#### Exercise material

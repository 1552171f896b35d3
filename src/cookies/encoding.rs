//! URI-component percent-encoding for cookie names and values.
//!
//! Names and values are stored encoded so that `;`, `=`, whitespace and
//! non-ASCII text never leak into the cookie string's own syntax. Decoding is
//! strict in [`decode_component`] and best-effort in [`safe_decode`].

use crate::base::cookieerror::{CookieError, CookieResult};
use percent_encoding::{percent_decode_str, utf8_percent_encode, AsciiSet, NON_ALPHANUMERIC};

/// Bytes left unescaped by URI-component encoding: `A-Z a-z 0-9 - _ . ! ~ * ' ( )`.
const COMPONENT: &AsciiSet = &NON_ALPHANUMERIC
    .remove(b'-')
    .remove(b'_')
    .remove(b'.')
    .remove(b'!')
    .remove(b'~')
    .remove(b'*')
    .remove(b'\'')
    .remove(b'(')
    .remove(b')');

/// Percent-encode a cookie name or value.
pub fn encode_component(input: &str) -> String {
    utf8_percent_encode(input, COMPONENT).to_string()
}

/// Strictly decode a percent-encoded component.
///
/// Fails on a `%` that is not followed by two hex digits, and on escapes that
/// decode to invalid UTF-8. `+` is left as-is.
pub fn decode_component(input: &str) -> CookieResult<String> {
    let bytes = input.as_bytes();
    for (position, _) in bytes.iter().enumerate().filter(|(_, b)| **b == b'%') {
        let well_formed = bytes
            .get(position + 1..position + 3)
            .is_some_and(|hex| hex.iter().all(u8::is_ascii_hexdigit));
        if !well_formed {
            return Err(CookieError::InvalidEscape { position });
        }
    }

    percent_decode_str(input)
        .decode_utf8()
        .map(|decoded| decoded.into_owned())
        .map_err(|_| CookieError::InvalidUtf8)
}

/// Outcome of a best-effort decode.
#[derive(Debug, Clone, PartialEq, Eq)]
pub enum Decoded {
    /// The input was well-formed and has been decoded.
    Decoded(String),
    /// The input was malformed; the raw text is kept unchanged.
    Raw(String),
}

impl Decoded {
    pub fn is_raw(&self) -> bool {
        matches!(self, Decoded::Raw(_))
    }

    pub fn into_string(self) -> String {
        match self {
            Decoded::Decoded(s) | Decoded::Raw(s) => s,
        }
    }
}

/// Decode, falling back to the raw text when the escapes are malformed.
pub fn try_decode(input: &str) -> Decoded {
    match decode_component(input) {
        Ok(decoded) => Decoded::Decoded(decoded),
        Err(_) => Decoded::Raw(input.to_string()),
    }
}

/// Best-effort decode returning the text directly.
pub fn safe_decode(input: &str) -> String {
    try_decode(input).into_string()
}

########

- Work task: Please copy each entry. Leave nothing out.

- Answer to this exercise:
repository 1552171f896b35d3
filename src/cookies/encoding.rs
//! URI-component percent-encoding for cookie names and values.
//!
//! Names and values are stored encoded so that `;`, `=`, whitespace and
//! non-ASCII text never leak into the cookie string's own syntax. Decoding is
//! strict in [`decode_component`] and best-effort in [`safe_decode`].

use crate::base::cookieerror::{CookieError, CookieResult};
use percent_encoding::{percent_decode_str, utf8_percent_encode, AsciiSet, NON_ALPHANUMERIC};

/// Bytes left unescaped by URI-component encoding: `A-Z a-z 0-9 - _ . ! ~ * ' ( )`.
const COMPONENT: &AsciiSet = &NON_ALPHANUMERIC
    .remove(b'-')
    .remove(b'_')
    .remove(b'.')
    .remove(b'!')
    .remove(b'~')
    .remove(b'*')
    .remove(b'\'')
    .remove(b'(')
    .remove(b')');

/// Percent-encode a cookie name or value.
pub fn encode_component(input: &str) -> String {
    utf8_percent_encode(input, COMPONENT).to_string()
}

/// Strictly decode a percent-encoded component.
///
/// Fails on a `%` that is not followed by two hex digits, and on escapes that
/// decode to invalid UTF-8. `+` is left as-is.
pub fn decode_component(input: &str) -> CookieResult<String> {
    let bytes = input.as_bytes();
    for (position, _) in bytes.iter().enumerate().filter(|(_, b)| **b == b'%') {
        let well_formed = bytes
            .get(position + 1..position + 3)
            .is_some_and(|hex| hex.iter().all(u8::is_ascii_hexdigit));
        if !well_formed {
            return Err(CookieError::InvalidEscape { position });
        }
    }

    percent_decode_str(input)
        .decode_utf8()
        .map(|decoded| decoded.into_owned())
        .map_err(|_| CookieError::InvalidUtf8)
}

/// Outcome of a best-effort decode.
#[derive(Debug, Clone, PartialEq, Eq)]
pub enum Decoded {
    /// The input was well-formed and has been decoded.
    Decoded(String),
    /// The input was malformed; the raw text is kept unchanged.
    Raw(String),
}

impl Decoded {
    pub fn is_raw(&self) -> bool {
        matches!(self, Decoded::Raw(_))
    }

    pub fn into_string(self) -> String {
        match self {
            Decoded::Decoded(s) | Decoded::Raw(s) => s,
        }
    }
}

/// Decode, falling back to the raw text when the escapes are malformed.
pub fn try_decode(input: &str) -> Decoded {
    match decode_component(input) {
        Ok(decoded) => Decoded::Decoded(decoded),
        Err(_) => Decoded::Raw(input.to_string()),
    }
}

/// Best-effort decode returning the text directly.
pub fn safe_decode(input: &str) -> String {
    try_decode(input).into_string()
}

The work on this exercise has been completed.